In the second week, they will play the winner of the
game between the Ravens and the Patriots. A football
expert estimates that the Ravens will beat the Patriots
with probability 0.45. This same expert estimates that
if the Steelers play the Ravens, the mean and standard
deviation of the point spread (Steelers points minus
Ravens points) will be 6.5 and 10.5, whereas if the
Steelers play the Patriots, the mean and standard deviation
of the point spread (Steelers points minus Patriots
points) will be 3.5 and 12.5. Find the mean and standard
deviation of the point spread (Steelers points minus their
opponent’s points) in the Steelers game.
Question # 24, Page 214, No Data Required
24. It is widely known that many drivers on interstate highways
in the United States do not observe the posted speed limit.
Assume that the actual rates of speed driven by U.S. motorists
are normally distributed with mean m mph and standard
deviation 5 mph.
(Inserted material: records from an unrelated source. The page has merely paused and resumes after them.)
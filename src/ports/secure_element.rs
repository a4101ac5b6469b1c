//! SecureElement trait - capability to read and write data objects

use std::fmt;

use crate::model::Location;

/// How a write treats the existing object contents
#[derive(Debug, Clone, Copy, PartialEq, Eq, Hash)]
pub enum WriteMode {
    /// Overwrite bytes in place, keeping anything past the written range
    Write,
    /// Clear the object, then write
    EraseAndWrite,
}

impl WriteMode {
    /// Mode byte as sent on the command interface
    pub fn as_raw(self) -> u8 {
        match self {
            WriteMode::Write => 0x00,
            WriteMode::EraseAndWrite => 0x40,
        }
    }
}

/// Failure status returned by the secure element command layer
///
/// The object store treats every status as an opaque failure.
#[derive(Debug, Clone, Copy, PartialEq, Eq, Hash)]
pub struct DeviceStatus(u16);

impl DeviceStatus {
    pub const fn new(code: u16) -> Self {
        Self(code)
    }

    pub fn code(self) -> u16 {
        self.0
    }
}

impl fmt::Display for DeviceStatus {
    fn fmt(&self, f: &mut fmt::Formatter<'_>) -> fmt::Result {
        write!(f, "0x{:04X}", self.0)
    }
}

impl std::error::Error for DeviceStatus {}

/// Capability to access data objects on a secure element
///
/// Implementations block until the device answers; bus locking and timeouts
/// belong to the implementation.
pub trait SecureElement {
    /// Write `data` into the object at `location`, starting at `offset`
    ///
    /// # Errors
    ///
    /// Returns the device status if the command fails, e.g. when the data
    /// does not fit the object or the object is write-protected.
    fn write(
        &mut self,
        location: Location,
        mode: WriteMode,
        offset: u8,
        data: &[u8],
    ) -> Result<(), DeviceStatus>;

    /// Read the object at `location` from `offset` into `buffer`
    ///
    /// # Returns
    ///
    /// The number of bytes placed in `buffer`; objects longer than the
    /// buffer are truncated to it.
    fn read(
        &mut self,
        location: Location,
        offset: u8,
        buffer: &mut [u8],
    ) -> Result<usize, DeviceStatus>;
}

#[cfg(test)]
mod tests {
    use super::*;

    #[test]
    fn test_write_mode_raw() {
        assert_eq!(WriteMode::Write.as_raw(), 0x00);
        assert_eq!(WriteMode::EraseAndWrite.as_raw(), 0x40);
    }

    #[test]
    fn test_status_display() {
        assert_eq!(DeviceStatus::new(0x8008).to_string(), "0x8008");
        assert_eq!(DeviceStatus::new(0x8008).code(), 0x8008);
    }
}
Given this information, answer each of the
following independent questions. (Hint: Use Goal Seek in
parts a and b, and use the Solver add-in with no objective in
part c. Solver is usually used to optimize, but it can also be
used to solve equations with multiple unknowns.)
a. If 40% of all U.S. drivers are observed traveling at 65
mph or more, what is the mean m?
b. If 25% of all U.S. drivers are observed traveling at 50
mph or less, what is the mean m?
c. Suppose now that the mean m and standard deviation
s of this distribution are both unknown. Furthermore,
it is observed that 40% of all U.S. drivers travel
at less than 55 mph and 10% of all U.S. drivers travel
at more than 70 mph. What must m and s be?
Question # 42, Page 226, No Data Required
Suppose you are sampling from a large population,
and you ask the respondents whether they believe men
should be allowed to take paid paternity leave from their
jobs when they have a new child. Each person you sample
is equally likely to be male or female. The population
proportion of females who believe males should be
granted paid paternity leave is 56%, and the population
proportion of males who favor it is 48%. If you sample
200 people and count the number who believe males
should be granted paternity leave, is this number binomially
distributed? Explain why or why not. Would your
answer change if you knew your sample was going to
consist of exactly 100 males and 100 females?
Question # 46, Page 230, No Data Required
46. Suppose that the times between arrivals at a bank during
the peak period of the day are exponentially distributed
with a mean of 45 seconds. If you just observed
an arrival, what is the probability that you will need
to wait for more than a minute before observing the
next arrival? What is the probability you will need to